Alors qu’approchent les présidentielles, ce n’est certainement pas perdre son temps que de prendre connaissance des idées qui animent l’un de nos plus ardents détracteurs : EELV. Pour ce faire, même si c’est assez fastidieux à lire, il suffit d’examiner les dizaines de pages publiées sur le site d’EELV sous le titre ‘‘Le projet Bien Vivre’’, lequel développe, en six grandes parties, les principaux chantiers politiques envisagés par le parti. Il va de soi que nous ne pouvons ici traiter de l’ensemble dudit projet, qui veut orienter le citoyen, est-il écrit, « vers d’autres modalités du vivre-ensemble, vers un nouvel art de vivre » au sein duquel nous « réapprendrions la nature » et « réinventerions une société bienveillante ». Nous nous permettons d’y renvoyer le lecteur : il aura sans doute plaisir à se familiariser avec l’écriture inclusive qui y est appliquée – et qui est, en elle-même, un indice quant aux voies idéologiques empruntées par EELV.

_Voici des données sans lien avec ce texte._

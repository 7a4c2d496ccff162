//! Patch and signature build files and their upload sessions.

use std::sync::Arc;

use buildpush_protocol::{BuildFile, BuildFileKind, BuildFileSubType, UploadType};
use buildpush_transfer::{UploadSession, bootstrap_session};
use tokio_util::sync::CancellationToken;
use tracing::debug;

use crate::error::PushError;
use crate::remote::BuildApi;
use crate::tasks::join_all_or_cancel;

/// A registered build file with its open upload session.
#[derive(Debug, Clone)]
pub struct UploadTarget {
    pub file: BuildFile,
    pub session: UploadSession,
}

/// The two files every push uploads.
#[derive(Debug, Clone)]
pub struct PushSessions {
    pub patch: UploadTarget,
    pub signature: UploadTarget,
}

/// Registers the patch and signature files of `build_id` and opens a
/// resumable upload session for each, both at once.
///
/// The first failure cancels the other side and fails the whole step.
pub async fn init_sessions(
    api: Arc<dyn BuildApi>,
    http: &reqwest::Client,
    build_id: i64,
    cancel: &CancellationToken,
) -> Result<PushSessions, PushError> {
    let tasks: Vec<_> = [BuildFileKind::Patch, BuildFileKind::Signature]
        .into_iter()
        .map(|kind| {
            let api = Arc::clone(&api);
            let http = http.clone();
            let cancel = cancel.clone();
            tokio::spawn(async move {
                let target = init_session(api.as_ref(), &http, build_id, kind, &cancel).await?;
                Ok::<_, PushError>((kind, target))
            })
        })
        .collect();

    let mut patch = None;
    let mut signature = None;
    for (kind, target) in join_all_or_cancel(tasks, cancel).await? {
        match kind {
            BuildFileKind::Signature => signature = Some(target),
            _ => patch = Some(target),
        }
    }

    match (patch, signature) {
        (Some(patch), Some(signature)) => Ok(PushSessions { patch, signature }),
        _ => Err(PushError::Task("upload session initialization incomplete".into())),
    }
}

async fn init_session(
    api: &dyn BuildApi,
    http: &reqwest::Client,
    build_id: i64,
    kind: BuildFileKind,
    cancel: &CancellationToken,
) -> Result<UploadTarget, PushError> {
    let file = tokio::select! {
        _ = cancel.cancelled() => return Err(PushError::Cancelled),
        file = api.create_build_file(
            build_id,
            kind,
            BuildFileSubType::Default,
            UploadType::DeferredResumable,
        ) => file.map_err(PushError::remote("create build file"))?,
    };
    debug!(%kind, file_id = file.id, "build file created");

    let session = bootstrap_session(http, &file.upload_url, &file.upload_headers, cancel)
        .await
        .map_err(|source| match source {
            buildpush_transfer::TransferError::Cancelled => PushError::Cancelled,
            source => PushError::SessionBootstrap { kind, source },
        })?;
    debug!(%kind, location = %session.location, "resumable upload session started");

    Ok(UploadTarget { file, session })
}
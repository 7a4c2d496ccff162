//! Read access to the content of a container's files.

use std::fs::File;
use std::io::{Cursor, Read};
use std::path::{Path, PathBuf};

use zip::ZipArchive;

use crate::DeltaError;
use crate::container::Container;

/// Opens readers over a container's files, addressed by file index.
///
/// A pool has a single reader at a time and never modifies its source.
pub trait FilePool: Send {
    /// Opens a reader positioned at the start of the file.
    fn open(&mut self, file_index: usize) -> Result<Box<dyn Read + '_>, DeltaError>;
}

/// Pool over a directory on disk.
pub struct DirPool {
    root: PathBuf,
    paths: Vec<String>,
}

impl DirPool {
    pub fn new(root: &Path, container: &Container) -> Self {
        Self {
            root: root.to_path_buf(),
            paths: container.files().map(|e| e.path.clone()).collect(),
        }
    }
}

impl FilePool for DirPool {
    fn open(&mut self, file_index: usize) -> Result<Box<dyn Read + '_>, DeltaError> {
        let rel = self
            .paths
            .get(file_index)
            .ok_or(DeltaError::NoSuchFile(file_index))?;
        let file = File::open(self.root.join(rel))?;
        Ok(Box::new(file))
    }
}

/// Pool over the entries of a zip archive.
pub struct ZipPool {
    archive: ZipArchive<File>,
    /// Archive entry index for each file index.
    indices: Vec<usize>,
}

impl ZipPool {
    pub fn new(archive: ZipArchive<File>, indices: Vec<usize>) -> Self {
        Self { archive, indices }
    }
}

impl FilePool for ZipPool {
    fn open(&mut self, file_index: usize) -> Result<Box<dyn Read + '_>, DeltaError> {
        let zip_index = *self
            .indices
            .get(file_index)
            .ok_or(DeltaError::NoSuchFile(file_index))?;
        let entry = self.archive.by_index(zip_index)?;
        Ok(Box::new(entry))
    }
}

/// Pool over in-memory file contents.
#[derive(Debug, Clone, Default)]
pub struct MemoryPool {
    files: Vec<Vec<u8>>,
}

impl MemoryPool {
    pub fn new(files: Vec<Vec<u8>>) -> Self {
        Self { files }
    }
}

impl FilePool for MemoryPool {
    fn open(&mut self, file_index: usize) -> Result<Box<dyn Read + '_>, DeltaError> {
        let data = self
            .files
            .get(file_index)
            .ok_or(DeltaError::NoSuchFile(file_index))?;
        Ok(Box::new(Cursor::new(data.as_slice())))
    }
}
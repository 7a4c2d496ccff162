//! Remote build service seen by the pipeline.
//!
//! `BuildApi` is implemented by [`buildpush_api::Client`]. Using a trait keeps
//! the pipeline decoupled from HTTP and testable with mocks.

use std::future::Future;
use std::pin::Pin;

use buildpush_api::Error as ApiError;
use buildpush_protocol::{Build, BuildFile, BuildFileKind, BuildFileSubType, UploadType};

/// Abstract connection to the build service.
pub trait BuildApi: Send + Sync {
    /// Checks the credentials before any build is created.
    fn authenticate(&self) -> Pin<Box<dyn Future<Output = Result<(), ApiError>> + Send + '_>>;

    /// Registers a new build on `target:channel`.
    fn create_build<'a>(
        &'a self,
        target: &'a str,
        channel: &'a str,
        user_version: &'a str,
    ) -> Pin<Box<dyn Future<Output = Result<Build, ApiError>> + Send + 'a>>;

    fn list_build_files(
        &self,
        build_id: i64,
    ) -> Pin<Box<dyn Future<Output = Result<Vec<BuildFile>, ApiError>> + Send + '_>>;

    fn download_build_file(
        &self,
        build_id: i64,
        file_id: i64,
    ) -> Pin<Box<dyn Future<Output = Result<Vec<u8>, ApiError>> + Send + '_>>;

    /// Registers a file on a build; the response carries its upload URL.
    fn create_build_file(
        &self,
        build_id: i64,
        kind: BuildFileKind,
        sub_type: BuildFileSubType,
        upload_type: UploadType,
    ) -> Pin<Box<dyn Future<Output = Result<BuildFile, ApiError>> + Send + '_>>;

    fn finalize_build_file(
        &self,
        build_id: i64,
        file_id: i64,
        size: i64,
    ) -> Pin<Box<dyn Future<Output = Result<(), ApiError>> + Send + '_>>;
}

impl BuildApi for buildpush_api::Client {
    fn authenticate(&self) -> Pin<Box<dyn Future<Output = Result<(), ApiError>> + Send + '_>> {
        Box::pin(async move { self.credentials_info().await.map(|_| ()) })
    }

    fn create_build<'a>(
        &'a self,
        target: &'a str,
        channel: &'a str,
        user_version: &'a str,
    ) -> Pin<Box<dyn Future<Output = Result<Build, ApiError>> + Send + 'a>> {
        Box::pin(buildpush_api::Client::create_build(
            self,
            target,
            channel,
            user_version,
        ))
    }

    fn list_build_files(
        &self,
        build_id: i64,
    ) -> Pin<Box<dyn Future<Output = Result<Vec<BuildFile>, ApiError>> + Send + '_>> {
        Box::pin(buildpush_api::Client::list_build_files(self, build_id))
    }

    fn download_build_file(
        &self,
        build_id: i64,
        file_id: i64,
    ) -> Pin<Box<dyn Future<Output = Result<Vec<u8>, ApiError>> + Send + '_>> {
        Box::pin(buildpush_api::Client::download_build_file(
            self, build_id, file_id,
        ))
    }

    fn create_build_file(
        &self,
        build_id: i64,
        kind: BuildFileKind,
        sub_type: BuildFileSubType,
        upload_type: UploadType,
    ) -> Pin<Box<dyn Future<Output = Result<BuildFile, ApiError>> + Send + '_>> {
        Box::pin(buildpush_api::Client::create_build_file(
            self,
            build_id,
            kind,
            sub_type,
            upload_type,
        ))
    }

    fn finalize_build_file(
        &self,
        build_id: i64,
        file_id: i64,
        size: i64,
    ) -> Pin<Box<dyn Future<Output = Result<(), ApiError>> + Send + '_>> {
        Box::pin(buildpush_api::Client::finalize_build_file(
            self, build_id, file_id, size,
        ))
    }
}
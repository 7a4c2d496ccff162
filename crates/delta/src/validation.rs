use crate::DeltaError;

/// Validates a container entry path.
///
/// Entry paths are relative and `/`-separated regardless of platform, so
/// this works on the string rather than on [`std::path::Path`], which would
/// treat `\` and drive letters differently per OS.
///
/// Rejects:
/// - Empty paths
/// - Absolute paths (`/etc`, `\\server`, `C:/...`)
/// - Parent directory traversal (`..`), with either separator
pub fn validate_entry_path(path: &str) -> Result<(), DeltaError> {
    if path.is_empty() {
        return Err(DeltaError::InvalidPath("empty path".into()));
    }

    if path.starts_with('/') || path.starts_with('\\') {
        return Err(DeltaError::InvalidPath(format!(
            "absolute path not allowed: {path}"
        )));
    }

    let bytes = path.as_bytes();
    if bytes.len() >= 2 && bytes[0].is_ascii_alphabetic() && bytes[1] == b':' {
        return Err(DeltaError::InvalidPath(format!(
            "path prefix not allowed: {path}"
        )));
    }

    if path.split(['/', '\\']).any(|component| component == "..") {
        return Err(DeltaError::InvalidPath(format!(
            "parent directory traversal not allowed: {path}"
        )));
    }

    Ok(())
}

Néanmoins, ce qui nous intéresse spécifiquement dans ce document, c’est le deuxième point de la deuxième grande partie, point intitulé ‘‘Respecter l’animal’’. « Il est nécessaire de transformer le rapport humain/animal en une coopération [sic !] respectueuse de chacun », lit-on notamment. Sur la base de ce principe, et face à « l’urgence climatique et environnementale », un certain nombre de propositions sont avancées, dont, dès le début, celle « d’engager le pays dans la transition alimentaire vers une consommation majoritairement végétale […]. Si le végétarisme relève d’une décision personnelle, permettre une consommation non quotidienne de produits animaux doit être un choix de société ». La phrase est pour le moins alambiquée, sinon prudente ; pourtant, nous en devinons aisément le sens profond : le végétarisme doit devenir la règle – vous n’y échapperez pas. Mais cela n’est qu’un avant-goût. Qu’on en juge à l’aune du florilège suivant.

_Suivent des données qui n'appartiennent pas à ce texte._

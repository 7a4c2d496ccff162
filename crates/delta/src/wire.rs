//! Stream framing shared by patches and signatures.
//!
//! ```text
//! magic: u32 LE
//! header frame (uncompressed): StreamHeader
//! body (compressed per header): frame*
//! frame: u32 LE length | bincode payload
//! ```

use std::io::{self, BufReader, Read, Write};

use serde::de::DeserializeOwned;
use serde::{Deserialize, Serialize};

use crate::DeltaError;

/// Magic number opening a patch stream (`BPPT`).
pub const PATCH_MAGIC: u32 = u32::from_le_bytes(*b"BPPT");

/// Magic number opening a signature stream (`BPSG`).
pub const SIGNATURE_MAGIC: u32 = u32::from_le_bytes(*b"BPSG");

/// Upper bound for a single frame, to fail fast on corrupt input.
const MAX_FRAME_SIZE: u32 = 64 * 1024 * 1024;

/// Compression algorithm for stream bodies.
#[derive(Debug, Clone, Copy, PartialEq, Eq, Serialize, Deserialize)]
pub enum CompressionAlgorithm {
    None,
    Zstd,
}

/// Compression policy for patch and signature bodies.
#[derive(Debug, Clone, Copy, PartialEq, Eq, Serialize, Deserialize)]
pub struct CompressionSettings {
    pub algorithm: CompressionAlgorithm,
    pub quality: i32,
}

impl Default for CompressionSettings {
    /// Fast and light: pushes are usually bound by upload bandwidth, and
    /// the service recompresses builds after processing.
    fn default() -> Self {
        Self {
            algorithm: CompressionAlgorithm::Zstd,
            quality: 1,
        }
    }
}

impl CompressionSettings {
    pub fn none() -> Self {
        Self {
            algorithm: CompressionAlgorithm::None,
            quality: 0,
        }
    }
}

#[derive(Debug, Clone, Serialize, Deserialize)]
struct StreamHeader {
    compression: CompressionSettings,
}

/// Writes one length-prefixed bincode frame.
pub(crate) fn write_frame<W: Write, T: Serialize>(w: &mut W, value: &T) -> Result<(), DeltaError> {
    let payload = bincode::serialize(value)?;
    w.write_all(&(payload.len() as u32).to_le_bytes())?;
    w.write_all(&payload)?;
    Ok(())
}

/// Reads one frame; `None` on a clean end of stream.
pub(crate) fn read_frame<R: Read, T: DeserializeOwned>(r: &mut R) -> Result<Option<T>, DeltaError> {
    let mut len_buf = [0u8; 4];
    let mut filled = 0;
    while filled < len_buf.len() {
        let n = r.read(&mut len_buf[filled..])?;
        if n == 0 {
            if filled == 0 {
                return Ok(None);
            }
            return Err(DeltaError::Format("truncated frame length".into()));
        }
        filled += n;
    }

    let len = u32::from_le_bytes(len_buf);
    if len > MAX_FRAME_SIZE {
        return Err(DeltaError::Format(format!("frame too large: {len} bytes")));
    }

    let mut payload = vec![0u8; len as usize];
    r.read_exact(&mut payload).map_err(|e| match e.kind() {
        io::ErrorKind::UnexpectedEof => DeltaError::Format("truncated frame".into()),
        _ => DeltaError::Io(e),
    })?;
    Ok(Some(bincode::deserialize(&payload)?))
}

/// Writes magic + header and returns the body writer.
pub(crate) fn begin_stream<W: Write>(
    mut w: W,
    magic: u32,
    compression: CompressionSettings,
) -> Result<Compressor<W>, DeltaError> {
    w.write_all(&magic.to_le_bytes())?;
    write_frame(&mut w, &StreamHeader { compression })?;
    Compressor::new(w, compression)
}

/// Checks magic + header and returns the body reader.
pub(crate) fn open_stream<R: Read>(mut r: R, magic: u32) -> Result<Decompressor<R>, DeltaError> {
    let mut magic_buf = [0u8; 4];
    r.read_exact(&mut magic_buf)
        .map_err(|_| DeltaError::Format("missing magic".into()))?;
    if u32::from_le_bytes(magic_buf) != magic {
        return Err(DeltaError::Format("wrong magic".into()));
    }

    let header: StreamHeader =
        read_frame(&mut r)?.ok_or_else(|| DeltaError::Format("missing header".into()))?;
    Decompressor::new(r, header.compression)
}

pub(crate) enum Compressor<W: Write> {
    Plain(W),
    Zstd(zstd::Encoder<'static, W>),
}

impl<W: Write> Compressor<W> {
    fn new(w: W, compression: CompressionSettings) -> Result<Self, DeltaError> {
        Ok(match compression.algorithm {
            CompressionAlgorithm::None => Self::Plain(w),
            CompressionAlgorithm::Zstd => Self::Zstd(zstd::Encoder::new(w, compression.quality)?),
        })
    }

    /// Flushes the compressed body and returns the underlying writer.
    pub(crate) fn finish(self) -> Result<W, DeltaError> {
        let mut w = match self {
            Self::Plain(w) => w,
            Self::Zstd(encoder) => encoder.finish()?,
        };
        w.flush()?;
        Ok(w)
    }
}

impl<W: Write> Write for Compressor<W> {
    fn write(&mut self, buf: &[u8]) -> io::Result<usize> {
        match self {
            Self::Plain(w) => w.write(buf),
            Self::Zstd(e) => e.write(buf),
        }
    }

    fn flush(&mut self) -> io::Result<()> {
        match self {
            Self::Plain(w) => w.flush(),
            Self::Zstd(e) => e.flush(),
        }
    }
}

pub(crate) enum Decompressor<R: Read> {
    Plain(R),
    Zstd(zstd::Decoder<'static, BufReader<R>>),
}

impl<R: Read> Decompressor<R> {
    fn new(r: R, compression: CompressionSettings) -> Result<Self, DeltaError> {
        Ok(match compression.algorithm {
            CompressionAlgorithm::None => Self::Plain(r),
            CompressionAlgorithm::Zstd => Self::Zstd(zstd::Decoder::new(r)?),
        })
    }
}

impl<R: Read> Read for Decompressor<R> {
    fn read(&mut self, buf: &mut [u8]) -> io::Result<usize> {
        match self {
            Self::Plain(r) => r.read(buf),
            Self::Zstd(d) => d.read(buf),
        }
    }
}

#[cfg(test)]
mod tests {
    use super::*;

    #[test]
    fn magic_values_differ() {
        assert_ne!(PATCH_MAGIC, SIGNATURE_MAGIC);
        assert_eq!(&PATCH_MAGIC.to_le_bytes(), b"BPPT");
    }

    #[test]
    fn stream_header_is_checked() {
        for compression in [CompressionSettings::default(), CompressionSettings::none()] {
            let mut body = begin_stream(Vec::new(), PATCH_MAGIC, compression).unwrap();
            write_frame(&mut body, &"payload".to_string()).unwrap();
            let bytes = body.finish().unwrap();

            let mut reader = open_stream(bytes.as_slice(), PATCH_MAGIC).unwrap();
            let value: Option<String> = read_frame(&mut reader).unwrap();
            assert_eq!(value.as_deref(), Some("payload"));
            assert!(read_frame::<_, String>(&mut reader).unwrap().is_none());

            assert!(open_stream(bytes.as_slice(), SIGNATURE_MAGIC).is_err());
        }
    }

    #[test]
    fn truncated_frame_is_an_error() {
        let mut buf = Vec::new();
        write_frame(&mut buf, &vec![1u8; 32]).unwrap();
        buf.truncate(buf.len() - 4);
        let result = read_frame::<_, Vec<u8>>(&mut buf.as_slice());
        assert!(matches!(result, Err(DeltaError::Format(_))));
    }

    #[test]
    fn oversized_frame_is_rejected() {
        let buf = u32::MAX.to_le_bytes();
        let result = read_frame::<_, Vec<u8>>(&mut buf.as_slice());
        assert!(matches!(result, Err(DeltaError::Format(_))));
    }
}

En effet, « les écologistes proposent » entre autres : « de créer un secrétariat d’État à la condition animale. Son rôle sera de mettre en place une politique intersectorielle afin de faire disparaître les pratiques violentes et cruelles à l’égard des animaux » ; « de créer une brigade nationale pour la protection animale » ; « de créer un comité d’éthique national sur la condition animale » ; « de constituer un code animal [pour] regrouper dans un même corpus juridique l’ensemble de la réglementation applicable aux animaux » ; « d’interdire les spectacles avec des animaux sauvages […] et toute détention ne respectant pas leur condition de vie naturelle » ; « de renforcer la lutte contre les abandons des animaux de compagnie en améliorant les contrôles de l’identification de ces animaux et en développant des incitations à la stérilisation des chiens et des chats, avant d’appliquer, dans un délai de 3 à 5 ans, une taxe aux détenteurs d’animaux non stérilisés » (faut-il comprendre que le projet ‘‘Bien Vivre’’ préconise de stériliser tous les chiens ? Pourquoi, sinon, l’idée de cette « taxe » ? L’antispécisme, qui milite contre la domination incarnée par l’animal domestique, aurait-il à ce point noyauté EELV ?), etc., etc.

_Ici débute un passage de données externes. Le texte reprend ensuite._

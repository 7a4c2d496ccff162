//! Client configuration.
//!
//! Stored as TOML:
//! - Linux/macOS: `~/.config/buildpush/config.toml`
//! - Windows: `%APPDATA%/buildpush/config.toml`

use std::path::{Path, PathBuf};

use anyhow::{Context, bail};
use buildpush_protocol::constants::{DEFAULT_API_BASE_URL, DEFAULT_MAX_CHUNK_GROUP};
use serde::{Deserialize, Serialize};

/// Environment variable that overrides every other API key source.
pub const API_KEY_ENV: &str = "BUILDPUSH_API_KEY";

#[derive(Debug, Clone, PartialEq, Serialize, Deserialize)]
pub struct Config {
    /// Build service API root.
    #[serde(default = "default_api_base_url")]
    pub api_base_url: String,

    /// API key. Prefer the identity file over storing it here.
    #[serde(default, skip_serializing_if = "Option::is_none")]
    pub api_key: Option<String>,

    /// File holding the API key.
    #[serde(default = "default_identity")]
    pub identity: String,

    /// Upload chunks (256 KiB each) grouped into one request.
    #[serde(default = "default_max_chunk_group")]
    pub max_chunk_group: usize,
}

fn default_api_base_url() -> String {
    DEFAULT_API_BASE_URL.into()
}

fn default_identity() -> String {
    "~/.config/buildpush/credentials".into()
}

fn default_max_chunk_group() -> usize {
    DEFAULT_MAX_CHUNK_GROUP
}

impl Default for Config {
    fn default() -> Self {
        Self {
            api_base_url: default_api_base_url(),
            api_key: None,
            identity: default_identity(),
            max_chunk_group: default_max_chunk_group(),
        }
    }
}

impl Config {
    /// Loads the configuration at `path` (the default location when
    /// `None`), writing a default one first if the file is missing.
    pub fn load(path: Option<&Path>) -> anyhow::Result<Self> {
        let path = match path {
            Some(path) => path.to_path_buf(),
            None => config_path(),
        };

        if path.exists() {
            let content = std::fs::read_to_string(&path)
                .with_context(|| format!("reading {}", path.display()))?;
            let config: Config = toml::from_str(&content)
                .with_context(|| format!("parsing {}", path.display()))?;
            Ok(config)
        } else {
            let config = Config::default();
            config.save(&path)?;
            Ok(config)
        }
    }

    pub fn save(&self, path: &Path) -> anyhow::Result<()> {
        if let Some(parent) = path.parent() {
            std::fs::create_dir_all(parent)?;
        }

        let content = toml::to_string_pretty(self)?;
        std::fs::write(path, content)?;

        // May hold an API key.
        #[cfg(unix)]
        {
            use std::os::unix::fs::PermissionsExt;
            std::fs::set_permissions(path, std::fs::Permissions::from_mode(0o600))?;
        }

        tracing::debug!(path = %path.display(), "configuration saved");
        Ok(())
    }

    /// Resolves the API key: `BUILDPUSH_API_KEY`, then `api_key`, then the
    /// identity file.
    pub fn api_key(&self) -> anyhow::Result<String> {
        self.resolve_api_key(std::env::var(API_KEY_ENV).ok())
    }

    fn resolve_api_key(&self, from_env: Option<String>) -> anyhow::Result<String> {
        let inline = from_env
            .into_iter()
            .chain(self.api_key.clone())
            .map(|key| key.trim().to_string())
            .find(|key| !key.is_empty());
        if let Some(key) = inline {
            return Ok(key);
        }

        let identity = expand_home(&self.identity);
        let key = match std::fs::read_to_string(&identity) {
            Ok(content) => content.trim().to_string(),
            Err(e) if e.kind() == std::io::ErrorKind::NotFound => String::new(),
            Err(e) => {
                return Err(e).with_context(|| format!("reading {}", identity.display()));
            }
        };
        if key.is_empty() {
            bail!(
                "no API key: set {API_KEY_ENV}, api_key in the config, or write it to {}",
                identity.display()
            );
        }
        Ok(key)
    }
}

fn home_dir() -> PathBuf {
    #[cfg(target_os = "windows")]
    let home = std::env::var("USERPROFILE");
    #[cfg(not(target_os = "windows"))]
    let home = std::env::var("HOME");

    PathBuf::from(home.unwrap_or_else(|_| ".".into()))
}

fn expand_home(path: &str) -> PathBuf {
    match path.strip_prefix("~/") {
        Some(rest) => home_dir().join(rest),
        None => PathBuf::from(path),
    }
}

/// Returns the platform-specific configuration file path.
pub fn config_path() -> PathBuf {
    #[cfg(target_os = "windows")]
    {
        let appdata =
            std::env::var("APPDATA").unwrap_or_else(|_| "C:\\Users\\Default\\AppData".into());
        PathBuf::from(appdata).join("buildpush").join("config.toml")
    }

    #[cfg(not(target_os = "windows"))]
    {
        home_dir().join(".config").join("buildpush").join("config.toml")
    }
}
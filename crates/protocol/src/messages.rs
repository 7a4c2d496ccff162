use serde::{Deserialize, Serialize};

use crate::types::{Build, BuildFile, BuildFileKind, BuildFileSubType, UploadType};

// ---------------------------------------------------------------------------
// Request payloads
// ---------------------------------------------------------------------------

/// Registers a new build on `target:channel`.
#[derive(Debug, Clone, PartialEq, Serialize, Deserialize)]
pub struct CreateBuildRequest {
    pub target: String,
    pub channel: String,
    #[serde(default, skip_serializing_if = "String::is_empty")]
    pub user_version: String,
}

/// Registers a new file on a build.
#[derive(Debug, Clone, PartialEq, Serialize, Deserialize)]
pub struct CreateBuildFileRequest {
    #[serde(rename = "type")]
    pub kind: BuildFileKind,
    pub sub_type: BuildFileSubType,
    pub upload_type: UploadType,
}

/// Marks a build file as fully uploaded.
#[derive(Debug, Clone, PartialEq, Serialize, Deserialize)]
pub struct FinalizeBuildFileRequest {
    pub size: i64,
}

// ---------------------------------------------------------------------------
// Response payloads
// ---------------------------------------------------------------------------

/// Error list some endpoints return alongside a 2xx status.
#[derive(Debug, Clone, Default, PartialEq, Serialize, Deserialize)]
pub struct ErrorsResponse {
    #[serde(default)]
    pub errors: Vec<String>,
}

/// Describes the credentials the client authenticated with.
#[derive(Debug, Clone, PartialEq, Serialize, Deserialize)]
pub struct CredentialsInfoResponse {
    #[serde(default)]
    pub scopes: Vec<String>,
    #[serde(default)]
    pub user_id: i64,
}

#[derive(Debug, Clone, PartialEq, Serialize, Deserialize)]
pub struct CreateBuildResponse {
    pub build: Build,
}

#[derive(Debug, Clone, PartialEq, Serialize, Deserialize)]
pub struct ListBuildFilesResponse {
    #[serde(default)]
    pub files: Vec<BuildFile>,
}

#[derive(Debug, Clone, PartialEq, Serialize, Deserialize)]
pub struct NewBuildFileResponse {
    pub file: BuildFile,
}

#[derive(Debug, Clone, Default, PartialEq, Serialize, Deserialize)]
pub struct FinalizeBuildFileResponse {}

Nous stoppons là cette liste de brillantes idées (qui touchent également l’élevage industriel, les abattoirs, l’expérimentation sur les animaux…), sans omettre toutefois de mentionner les propositions qui visent ouvertement la cynégétique, à savoir : « éduquer dès l’enfance au respect des animaux dans les écoles primaires, puis […] poursuivre à tous les niveaux scolaires et […] ne pas confier d’interventions en milieu scolaire aux associations de chasse » (voilà qui a le mérite de la clarté) ; « faire évoluer notre rapport à la faune sauvage afin de mettre un terme aux usages fondés sur la violence. Cela passe par un encadrement strict de la chasse et l’abolition des pratiques les plus cruelles (déterrage, piégeage), ainsi que le développement d’espaces apaisés permettant de tester de nouveaux rapports avec la faune sauvage » (qu’entend-on par « encadrement strict » ? La chasse serait-elle oubliée par le législateur ?) ; « instaurer le dimanche sans chasse » (vieille marotte des anti, dénuée de fondement sérieux et uniquement destinée à briser la transmission) ; « faire respecter les directives européennes sur la biodiversité et […] faire cesser tout acte de chasse sur les animaux protégés » (ou de l’opportunité de s’appuyer sur le droit européen pour détruire toute chasse ; par ailleurs, tuer un « animal protégé », cela ne s’appelle-t-il pas… braconner ?) ; et, enfin, le clou du spectacle, « étendre le statut juridique de l’animal à la faune sauvage » – ce qui signerait immédiatement et sans recours l’interdiction totale de la cynégétique et de la pêche de loisir.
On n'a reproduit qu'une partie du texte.